The First Affiliated Hospital of Guangxi Medical University, Nanning, 530021, People's Republic of China.
Sci Rep. 2023 Jun 17;13(1):9816. doi: 10.1038/s41598-023-36992-7.
The ossification of the posterior longitudinal ligament (OPLL) in the cervical spine is commonly observed in degenerative changes of the cervical spine. Early detection of cervical OPLL and prevention of postoperative complications are of utmost importance. We gathered data from 775 patients who underwent cervical spine surgery at the First Affiliated Hospital of Guangxi Medical University, collecting a total of 84 variables. Among these patients, 144 had cervical OPLL, while 631 did not. They were randomly divided into a training cohort and a validation cohort. Multiple machine learning (ML) methods were employed to screen the variables and ultimately develop a diagnostic model. Subsequently, we compared the postoperative outcomes of patients with positive and negative cervical OPLL. Initially, we compared the advantages and disadvantages of various ML methods. Seven variables, namely Age, Gender, OPLL, AST, UA, BMI, and CHD, exhibited significant differences and were used to construct a diagnostic nomogram model. The area under the curve (AUC) values of this model in the training and validation groups were 0.76 and 0.728, respectively. Our findings revealed that 69.2% of patients who underwent cervical OPLL surgery eventually required elective anterior surgery, in contrast to 86.8% of patients who did not have cervical OPLL. Patients with cervical OPLL had significantly longer operation times and higher postoperative drainage volumes compared to those without cervical OPLL. Interestingly, preoperative cervical OPLL patients demonstrated significant increases in mean UA, age, and BMI. Furthermore, 27.1% of patients with cervical anterior longitudinal ligament ossification (OALL) also exhibited cervical OPLL, whereas this occurrence was only observed in 6.9% of patients without cervical OALL. We developed a diagnostic model for cervical OPLL using the ML method. Our findings indicate that patients with cervical OPLL are more likely to undergo posterior cervical surgery, and they exhibit elevated UA levels, higher BMI, and increased age. The prevalence of cervical anterior longitudinal ligament ossification was also significantly higher among patients with cervical OPLL.

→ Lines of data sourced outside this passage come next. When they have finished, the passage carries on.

use std::path::PathBuf;

use anyhow::Result;
use clap::{Parser, Subcommand};
use tracing_subscriber::{layer::SubscriberExt, util::SubscriberInitExt};

mod commands;

use commands::AppContext;

#[derive(Parser)]
#[command(
    name = "flashnews",
    version,
    about = "News cache with pooled SQLite storage and read-through refresh",
    long_about = None
)]
struct Cli {
    #[command(subcommand)]
    command: Commands,

    /// Path to a TOML config file (defaults to environment variables)
    #[arg(short, long, global = true)]
    config: Option<PathBuf>,

    /// Enable verbose logging
    #[arg(short, long, global = true)]
    verbose: bool,

    /// Log format (text, json); overrides the config file
    #[arg(long, global = true)]
    log_format: Option<String>,

    /// Print results as JSON
    #[arg(long, global = true, default_value = "false")]
    json: bool,
}

#[derive(Subcommand)]
enum Commands {
    /// Show the latest articles, refreshing when the cache is short
    Latest {
        /// Category name (e.g. technology)
        #[arg(short, long)]
        category: Option<String>,

        /// Region country code (e.g. USA)
        #[arg(short, long)]
        region: Option<String>,

        /// Number of articles to show
        #[arg(short, long)]
        limit: Option<i64>,

        /// Feed to read (latest, trending, local)
        #[arg(long, default_value = "latest")]
        feed: String,
    },

    /// Show trending articles, refreshing when the cache is short
    Trending {
        /// Category name
        #[arg(short, long)]
        category: Option<String>,

        /// Region country code
        #[arg(short, long)]
        region: Option<String>,

        /// Number of articles to show
        #[arg(short, long)]
        limit: Option<i64>,
    },

    /// Search cached articles by keyword
    Search {
        /// Keyword matched against titles and descriptions
        keyword: String,

        /// Category name
        #[arg(short, long)]
        category: Option<String>,

        /// Region country code
        #[arg(short, long)]
        region: Option<String>,

        /// Number of articles to show
        #[arg(short, long)]
        limit: Option<i64>,
    },

    /// Show one article by id or URL
    Article {
        /// Article id
        #[arg(long, conflicts_with = "url", required_unless_present = "url")]
        id: Option<i64>,

        /// Canonical article URL
        #[arg(long)]
        url: Option<String>,

        /// Mark the article trending (true) or not (false)
        #[arg(long)]
        set_trending: Option<bool>,
    },

    /// Fetch fresh articles from the news provider
    Refresh {
        /// Category name
        #[arg(short, long)]
        category: Option<String>,

        /// Region country code
        #[arg(short, long)]
        region: Option<String>,
    },

    /// Show cache statistics
    Stats {
        /// Also print Prometheus metrics
        #[arg(long, default_value = "false")]
        metrics: bool,
    },

    /// List active categories
    Categories,

    /// List active regions
    Regions,

    /// Insert demonstration articles into a sparse cache
    Seed,
}

#[tokio::main]
async fn main() -> Result<()> {
    let cli = Cli::parse();

    let config = commands::load_config(cli.config.as_deref())?;
    let log_format = cli
        .log_format
        .clone()
        .unwrap_or_else(|| config.logging.format.clone());
    setup_tracing(&log_format, &config.logging.level, cli.verbose)?;

    if let Err(e) = flashnews::metrics::init_metrics() {
        tracing::warn!(error = %e, "Metrics disabled");
    }

    let app = AppContext::open(config).await?;
    let json = cli.json;

    let result = match cli.command {
        Commands::Latest {
            category,
            region,
            limit,
            feed,
        } => {
            tracing::info!(feed = %feed, category = ?category, region = ?region, "Starting latest command");
            commands::feed(&app, &feed, category.as_deref(), region.as_deref(), limit, json).await
        }
        Commands::Trending {
            category,
            region,
            limit,
        } => {
            commands::feed(&app, "trending", category.as_deref(), region.as_deref(), limit, json)
                .await
        }
        Commands::Search {
            keyword,
            category,
            region,
            limit,
        } => {
            tracing::info!(keyword = %keyword, "Starting search command");
            commands::search(&app, &keyword, category.as_deref(), region.as_deref(), limit, json)
                .await
        }
        Commands::Article {
            id,
            url,
            set_trending,
        } => commands::article(&app, id, url.as_deref(), set_trending, json).await,
        Commands::Refresh { category, region } => {
            tracing::info!(category = ?category, region = ?region, "Starting refresh command");
            commands::refresh(&app, category.as_deref(), region.as_deref()).await
        }
        Commands::Stats { metrics } => commands::stats(&app, metrics, json).await,
        Commands::Categories => commands::categories(&app, json).await,
        Commands::Regions => commands::regions(&app, json).await,
        Commands::Seed => commands::seed(&app).await,
    };

    app.shutdown().await;
    result?;

    tracing::info!("flashnews completed successfully");
    Ok(())
}

fn setup_tracing(format: &str, level: &str, verbose: bool) -> Result<()> {
    let env_filter = if verbose {
        tracing_subscriber::EnvFilter::new("flashnews=debug,info")
    } else {
        tracing_subscriber::EnvFilter::try_from_default_env()
            .unwrap_or_else(|_| tracing_subscriber::EnvFilter::new(format!("flashnews={level},warn")))
    };

    match format {
        "json" => {
            tracing_subscriber::registry()
                .with(env_filter)
                .with(tracing_subscriber::fmt::layer().json())
                .init();
        }
        _ => {
            tracing_subscriber::registry()
                .with(env_filter)
                .with(tracing_subscriber::fmt::layer().pretty())
                .init();
        }
    }

    Ok(())
}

颈椎后纵韧带骨化(OPLL)在颈椎退行性变中较为常见。早期发现颈椎 OPLL 并预防术后并发症至关重要。我们收集了广西医科大学第一附属医院 775 例颈椎手术患者的数据,共收集了 84 个变量。其中 144 例患者患有颈椎 OPLL,631 例患者没有。他们被随机分为训练队列和验证队列。我们采用多种机器学习(ML)方法筛选变量,并最终开发了一个诊断模型。随后,我们比较了颈椎 OPLL 阳性和阴性患者的术后结果。首先,我们比较了各种 ML 方法的优缺点。有 7 个变量,即年龄、性别、OPLL、AST、UA、BMI 和 CHD,表现出显著差异,并用于构建诊断列线图模型。该模型在训练组和验证组中的曲线下面积(AUC)值分别为 0.76 和 0.728。我们的研究结果表明,69.2%接受颈椎 OPLL 手术的患者最终需要择期前路手术,而没有颈椎 OPLL 的患者则为 86.8%。与没有颈椎 OPLL 的患者相比,患有颈椎 OPLL 的患者手术时间明显更长,术后引流量更高。有趣的是,术前颈椎 OPLL 患者的平均 UA、年龄和 BMI 显著增加。此外,27.1%的颈椎前纵韧带骨化(OALL)患者也伴有颈椎 OPLL,而在没有颈椎 OALL 的患者中,这一发生率仅为 6.9%。我们使用 ML 方法开发了颈椎 OPLL 的诊断模型。我们的研究结果表明,患有颈椎 OPLL 的患者更有可能接受后路颈椎手术,并且他们的 UA 水平较高,BMI 较高,年龄较大。颈椎前纵韧带骨化在伴有颈椎 OPLL 的患者中也更为常见。